Deterministic Execution Layer for Modern AI Agents

Author: yuer (Guanyu)
Project Type: Execution Runtime Spec + Reference Implementation
Version: v0.1


What is CompileAgent?

CompileAgent introduces a missing execution layer in current AI agent frameworks:
a way to compile an Agent’s reasoning route or behavior specification into a deterministic, auditable, replayable execution graph.

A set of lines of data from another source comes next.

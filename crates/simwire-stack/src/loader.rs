//! Stack file loading and include resolution.
//!
//! Provides format detection (JSON/TOML/RON), parsing of any supported format
//! into an untyped `serde_json::Value`, and the [`IncludeResolver`] seam used
//! by the stack importer to follow `include` entries.

use serde_json::Value;
use std::collections::BTreeMap;
use std::fmt;
use std::path::{Path, PathBuf};
use tracing::debug;

// ===========================================================================
// Errors
// ===========================================================================

/// Errors that can occur while loading a stack file.
#[derive(Debug, thiserror::Error)]
pub enum LoadError {
    /// The file has an extension we don't support.
    #[error("unsupported format for file: {}", .file.display())]
    UnsupportedFormat { file: PathBuf },

    /// A deserialization error occurred.
    #[error("parse error in {}: {detail}", .file.display())]
    Parse { file: PathBuf, detail: String },

    /// An included file does not exist.
    #[error("included file not found: {}", .file.display())]
    NotFound { file: PathBuf },

    /// An I/O error occurred.
    #[error("cannot read {}: {source}", .file.display())]
    Io {
        file: PathBuf,
        #[source]
        source: std::io::Error,
    },
}

// ===========================================================================
// Format detection
// ===========================================================================

/// Supported stack file formats.
#[derive(Debug, Clone, Copy, PartialEq, Eq)]
pub enum Format {
    Json,
    Toml,
    Ron,
}

/// Detect the format of a file based on its extension.
pub fn detect_format(path: &Path) -> Result<Format, LoadError> {
    match path.extension().and_then(|e| e.to_str()) {
        Some("json") => Ok(Format::Json),
        Some("toml") => Ok(Format::Toml),
        Some("ron") => Ok(Format::Ron),
        _ => Err(LoadError::UnsupportedFormat {
            file: path.to_path_buf(),
        }),
    }
}

// ===========================================================================
// Parsing
// ===========================================================================

/// Parse `content` in the given format. `file` is only used for errors.
pub fn parse_str(format: Format, content: &str, file: &Path) -> Result<Value, LoadError> {
    let parse_err = |detail: String| LoadError::Parse {
        file: file.to_path_buf(),
        detail,
    };
    match format {
        Format::Json => serde_json::from_str(content).map_err(|e| parse_err(e.to_string())),
        Format::Toml => toml::from_str(content).map_err(|e| parse_err(e.to_string())),
        Format::Ron => ron::from_str(content).map_err(|e| parse_err(e.to_string())),
    }
}

/// Read a file and parse it according to its extension.
pub fn read_value(path: &Path) -> Result<Value, LoadError> {
    let format = detect_format(path)?;
    let content = std::fs::read_to_string(path).map_err(|source| {
        if source.kind() == std::io::ErrorKind::NotFound {
            LoadError::NotFound {
                file: path.to_path_buf(),
            }
        } else {
            LoadError::Io {
                file: path.to_path_buf(),
                source,
            }
        }
    })?;
    debug!(file = %path.display(), ?format, "read stack file");
    parse_str(format, &content, path)
}

/// Resolve an include target relative to the directory of the including file.
pub fn include_path(target: &str, from: &Path) -> PathBuf {
    let target = Path::new(target);
    if target.is_absolute() {
        return target.to_path_buf();
    }
    match from.parent() {
        Some(dir) => dir.join(target),
        None => target.to_path_buf(),
    }
}

// ===========================================================================
// Include resolution
// ===========================================================================

/// Locates and loads the layers named by `include` entries.
pub trait IncludeResolver: fmt::Debug {
    /// Load `target`, as written in the layer loaded from `from`. Returns the
    /// resolved location (used as the origin of the new layer) and its content.
    fn resolve(&self, target: &str, from: &Path) -> Result<(PathBuf, Value), LoadError>;
}

/// Reads includes from the filesystem.
#[derive(Debug, Clone, Copy, Default)]
pub struct FsIncludeResolver;

impl IncludeResolver for FsIncludeResolver {
    fn resolve(&self, target: &str, from: &Path) -> Result<(PathBuf, Value), LoadError> {
        let path = include_path(target, from);
        let value = read_value(&path)?;
        Ok((path, value))
    }
}

/// Serves includes from memory, with the same relative-path rules as the
/// filesystem resolver.
#[derive(Debug, Clone, Default)]
pub struct MemoryIncludes {
    files: BTreeMap<PathBuf, Value>,
}

impl MemoryIncludes {
    pub fn new() -> Self {
        Self::default()
    }

    pub fn insert(&mut self, path: impl Into<PathBuf>, value: Value) -> &mut Self {
        self.files.insert(path.into(), value);
        self
    }
}

impl IncludeResolver for MemoryIncludes {
    fn resolve(&self, target: &str, from: &Path) -> Result<(PathBuf, Value), LoadError> {
        let path = include_path(target, from);
        match self.files.get(&path) {
            Some(value) => Ok((path, value.clone())),
            None => Err(LoadError::NotFound { file: path }),
        }
    }
}

// ===========================================================================
// Tests
// ===========================================================================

Current Agent systems (OpenAI Agents, Microsoft Agent Framework, LangChain, AutoGen…) rely on dynamic LLM planning, which leads to:

  • ❌ Non-deterministic execution
  • ❌ Hidden reasoning drift
  • ❌ Hard-to-debug behavior
  • ❌ No stable replay of the same task
  • ❌ Hard to pass safety audits

CompileAgent solves this.

It provides a specification + runtime that allows:

  • ✔︎ Compile an Agent's “Route Plan” once
  • ✔︎ Execute it deterministically (no drift)
  • ✔︎ Produce stable replay logs
  • ✔︎ Guarantee tool-call consistency
  • ✔︎ Enforce safety constraints at execution time

This is not a prompt trick,
but a missing piece of the agent stack
a real “runtime layer”, analogous to bytecode execution in traditional computing.


Why CompileAgent?

Modern AI stacks surprisingly lack a deterministic runtime like:

  • Python → bytecode → VM
  • Java → JVM
  • C# → IL → CLR
  • SQL → Query Plan → Executor

Agents today skip this step entirely.

CompileAgent fills this gap by providing:

  • Route → IR (Intermediate Representation) → Deterministic Executor

This gives agents:

✔ Determinism

Same input → Same structured execution → Same audit logs.

✔ Debuggability

The compiled route is stable, visible, and replayable.

✔ Safety

User-defined constraints cannot be bypassed by LLM drift.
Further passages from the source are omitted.